Last week I began to discuss what many are calling a spirituality revolution in Western culture, and I introduced a study by religious scholars Paul Heelas and Linda Woodhead and their characterization of the shift to subjective life (see Paul Heelas and Linda Woodhead, The Spiritual Revolution: Why Religion is Giving Way to Spirituality).

Heelas and Woodhead group subjective life activities into what they call the “holistic milieu,” which includes a wide range of interactions that emphasize personal experience, personal choice, and wholeness.  So, they include in the holistic milieu such practices as yoga, homeopathy, Reiki, Art therapy, Aromatherapy, Naturopathy, Rebirthing, and even tradition-related activities such as Buddhist meditation, inter-faith spiritual dialogue, pagan seasonal rituals, and Taize’ singing. The central characteristic that binds these disparate practices together is their focus on the inner life. They represent what Heelas calls “a spirituality ‘of’ and ‘for’ what it is to live out of life. . . . a spirituality ‘of’ and ‘for’ being truly human” ( see Paul Heelas, Spiritualities of Life; New Age Romanticism and Consumptive Capitalism).  Such inner-life spirituality both “emanates from the depths of subjective life” and is able “to make a positive difference to subjective life and the life around us.”

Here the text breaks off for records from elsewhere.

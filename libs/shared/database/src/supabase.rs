use anyhow::{Result, anyhow};
use reqwest::{
    Client,
    header::{HeaderMap, HeaderValue, CONTENT_TYPE, AUTHORIZATION},
    Method,
};
use serde::de::DeserializeOwned;
use serde_json::Value;
use tracing::{debug, error};

use shared_config::AppConfig;

pub struct SupabaseClient {
    client: Client,
    base_url: String,
    anon_key: String,
}

impl SupabaseClient {
    pub fn new(config: &AppConfig) -> Self {
        Self {
            client: Client::new(),
            base_url: config.supabase_url.trim_end_matches('/').to_string(),
            anon_key: config.supabase_anon_key.clone(),
        }
    }

    fn get_headers(&self, auth_token: Option<&str>) -> Result<HeaderMap> {
        let mut headers = HeaderMap::new();

        headers.insert("apikey", HeaderValue::from_str(&self.anon_key)?);
        headers.insert(CONTENT_TYPE, HeaderValue::from_static("application/json"));

        if let Some(token) = auth_token {
            headers.insert(
                AUTHORIZATION,
                HeaderValue::from_str(&format!("Bearer {}", token))?,
            );
        }

        Ok(headers)
    }

    /// Header set asking PostgREST to echo the written rows back.
    pub fn return_representation() -> HeaderMap {
        let mut headers = HeaderMap::new();
        headers.insert("Prefer", HeaderValue::from_static("return=representation"));
        headers
    }

    /// Header set for `POST ...?on_conflict=` upserts that replace the existing row.
    pub fn merge_duplicates() -> HeaderMap {
        let mut headers = HeaderMap::new();
        headers.insert(
            "Prefer",
            HeaderValue::from_static("resolution=merge-duplicates,return=representation"),
        );
        headers
    }

    pub async fn request<T>(&self, method: Method, path: &str,
                            auth_token: Option<&str>, body: Option<Value>)
                            -> Result<T>
    where T: DeserializeOwned {
        self.request_with_headers(method, path, auth_token, body, None).await
    }

    pub async fn request_with_headers<T>(&self, method: Method, path: &str,
                                         auth_token: Option<&str>, body: Option<Value>,
                                         extra_headers: Option<HeaderMap>)
                                         -> Result<T>
    where T: DeserializeOwned {
        let response = self.send(method, path, auth_token, body, extra_headers).await?;
        let data = response.json::<T>().await?;
        Ok(data)
    }

    /// Issue a request whose response body is not needed (e.g. DELETE without representation).
    pub async fn execute(&self, method: Method, path: &str,
                         auth_token: Option<&str>, body: Option<Value>) -> Result<()> {
        self.send(method, path, auth_token, body, None).await?;
        Ok(())
    }

    async fn send(&self, method: Method, path: &str,
                  auth_token: Option<&str>, body: Option<Value>,
                  extra_headers: Option<HeaderMap>) -> Result<reqwest::Response> {
        let url = format!("{}{}", self.base_url, path);
        debug!("Making {} request to {}", method, url);

        let mut headers = self.get_headers(auth_token)?;
        if let Some(extra) = extra_headers {
            headers.extend(extra);
        }

        let mut req = self.client.request(method, &url)
            .headers(headers);

        if let Some(body_data) = body {
            req = req.json(&body_data);
        }

        let response = req.send().await?;

        let status = response.status();
        if !status.is_success() {
            let error_text = response.text().await?;
            error!("API error ({}): {}", status, error_text);

            return Err(match status.as_u16() {
                401 | 403 => anyhow!("Authentication error: {}", error_text),
                404 => anyhow!("Resource not found: {}", error_text),
                409 => anyhow!("Conflict: {}", error_text),
                _ => anyhow!("API error ({}): {}", status, error_text),
            });
        }

        Ok(response)
    }

    pub fn get_base_url(&self) -> &str {
        &self.base_url
    }
}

If we simply peruse the latest offerings at the Wilkinson Library, the Ah Haa School for the Arts, Telluride Inside and Out’s many articles, and Visit Telluride’s health and wellness pages, then It seems that the subjective turn described by Heelas and Woodhead is very much part of the cultural reality of Telluride.  Comparing the numbers of subjective-life activities offered in Telluride and the total average weekly church attendance at its current four congregations of around 250 persons, it can be concluded that the trend toward subjective live activities that Heelas and Woodhead observed is germane to Telluride and may, in fact, be more advanced than what they experienced in their own context.

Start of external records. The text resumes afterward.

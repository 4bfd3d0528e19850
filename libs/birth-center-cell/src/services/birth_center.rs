// libs/birth-center-cell/src/services/birth_center.rs
use reqwest::Method;
use serde_json::{json, Value};
use tracing::{debug, info, warn};
use uuid::Uuid;

use shared_config::AppConfig;
use shared_database::supabase::SupabaseClient;

use crate::models::{
    BirthCenter, BirthCenterError, BirthCenterStatus, NearbyBirthCenter, NearbyQuery, RegistrationStatus,
    UpdateBirthCenterRequest,
};
use crate::services::geo::{haversine_km, DEFAULT_SEARCH_RADIUS_KM};

pub struct BirthCenterService {
    supabase: SupabaseClient,
}

impl BirthCenterService {
    pub fn new(config: &AppConfig) -> Self {
        Self {
            supabase: SupabaseClient::new(config),
        }
    }

    /// The birth center owned by an account.
    pub async fn get_by_user(&self, user_id: &str, auth_token: &str) -> Result<BirthCenter, BirthCenterError> {
        debug!("Resolving birth center for user {}", user_id);

        let path = format!("/rest/v1/birth_centers?user_id=eq.{}", user_id);
        let result: Vec<Value> = self.supabase.request(Method::GET, &path, Some(auth_token), None).await?;

        let row = result.into_iter().next().ok_or(BirthCenterError::NotFound)?;
        Ok(serde_json::from_value(row)?)
    }

    pub async fn get_by_id(&self, birth_center_id: Uuid, auth_token: &str) -> Result<BirthCenter, BirthCenterError> {
        let path = format!("/rest/v1/birth_centers?id=eq.{}", birth_center_id);
        let result: Vec<Value> = self.supabase.request(Method::GET, &path, Some(auth_token), None).await?;

        let row = result.into_iter().next().ok_or(BirthCenterError::NotFound)?;
        Ok(serde_json::from_value(row)?)
    }

    pub async fn registration_status(&self, user_id: &str, auth_token: &str) -> Result<RegistrationStatus, BirthCenterError> {
        let path = format!("/rest/v1/birth_centers?user_id=eq.{}&select=id,status", user_id);
        let result: Vec<Value> = self.supabase.request(Method::GET, &path, Some(auth_token), None).await?;

        let row = result.into_iter().next().ok_or(BirthCenterError::NotFound)?;
        let birth_center_id = row["id"]
            .as_str()
            .and_then(|id| Uuid::parse_str(id).ok())
            .ok_or_else(|| BirthCenterError::DatabaseError("Birth center row without id".to_string()))?;

        // A center that has not been reviewed yet may carry no status at all.
        let status = match &row["status"] {
            Value::Null => BirthCenterStatus::default(),
            raw => serde_json::from_value(raw.clone())?,
        };

        Ok(RegistrationStatus { birth_center_id, status })
    }

    pub async fn update_settings(
        &self,
        user_id: &str,
        request: UpdateBirthCenterRequest,
        auth_token: &str,
    ) -> Result<BirthCenter, BirthCenterError> {
        let mut update_data = serde_json::Map::new();
        if let Some(name) = request.name {
            if name.trim().is_empty() {
                return Err(BirthCenterError::ValidationError("Name cannot be empty".to_string()));
            }
            update_data.insert("name".to_string(), json!(name));
        }
        if let Some(address) = request.address {
            update_data.insert("address".to_string(), json!(address));
        }
        if let Some(contact_number) = request.contact_number {
            update_data.insert("contact_number".to_string(), json!(contact_number));
        }
        if let Some(description) = request.description {
            update_data.insert("description".to_string(), json!(description));
        }
        if let (Some(total), Some(available)) = (request.total_rooms, request.available_rooms) {
            if available > total {
                return Err(BirthCenterError::ValidationError(
                    "Available rooms cannot exceed total rooms".to_string(),
                ));
            }
        }
        if let Some(total_rooms) = request.total_rooms {
            update_data.insert("total_rooms".to_string(), json!(total_rooms));
        }
        if let Some(available_rooms) = request.available_rooms {
            update_data.insert("available_rooms".to_string(), json!(available_rooms));
        }
        if let Some(opening_time) = request.opening_time {
            update_data.insert("opening_time".to_string(), json!(opening_time));
        }
        if let Some(closing_time) = request.closing_time {
            update_data.insert("closing_time".to_string(), json!(closing_time));
        }
        if let Some(available_days) = request.available_days {
            update_data.insert("available_days".to_string(), json!(available_days));
        }

        if update_data.is_empty() {
            return self.get_by_user(user_id, auth_token).await;
        }

        let path = format!("/rest/v1/birth_centers?user_id=eq.{}", user_id);
        let result: Vec<Value> = self.supabase.request_with_headers(
            Method::PATCH,
            &path,
            Some(auth_token),
            Some(Value::Object(update_data)),
            Some(SupabaseClient::return_representation()),
        ).await?;

        let row = result.into_iter().next().ok_or(BirthCenterError::NotFound)?;
        let center: BirthCenter = serde_json::from_value(row)?;
        info!("Updated settings for birth center {}", center.id);

        Ok(center)
    }

    /// Approved centers within the radius, nearest first.
    pub async fn nearby(&self, query: &NearbyQuery, auth_token: &str) -> Result<Vec<NearbyBirthCenter>, BirthCenterError> {
        let radius = query.radius_km.unwrap_or(DEFAULT_SEARCH_RADIUS_KM);
        if radius <= 0.0 {
            return Err(BirthCenterError::ValidationError("Radius must be positive".to_string()));
        }

        let result: Vec<Value> = self.supabase.request(
            Method::POST,
            "/rest/v1/rpc/nearby_birth_centers",
            Some(auth_token),
            Some(json!({
                "lat": query.latitude,
                "long": query.longitude,
                "radius_km": radius
            })),
        ).await?;

        let mut centers = Vec::with_capacity(result.len());
        for row in result {
            let center: BirthCenter = match serde_json::from_value(row) {
                Ok(center) => center,
                Err(e) => {
                    warn!("Skipping malformed birth center row: {}", e);
                    continue;
                }
            };
            let Some((lat, lng)) = center.coordinates() else {
                continue;
            };
            let distance_km = haversine_km(query.latitude, query.longitude, lat, lng);
            if center.status.is_operational() && distance_km <= radius {
                centers.push(NearbyBirthCenter { birth_center: center, distance_km });
            }
        }

        centers.sort_by(|a, b| a.distance_km.total_cmp(&b.distance_km));
        Ok(centers)
    }
}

Does the “holistic milieu” seem to describe accurately what is taking place in our culture? If this trend is accurate, what do you think about it?  Should religious communities feel threatened or hopeful by the trend?  Does the emphasis on personal experience, personal choice, and wholeness appeal to you?  Is the turn to subjective life just a form of selfish individualism or is there more to it than that?  Please join me next week as we deepen the conversation.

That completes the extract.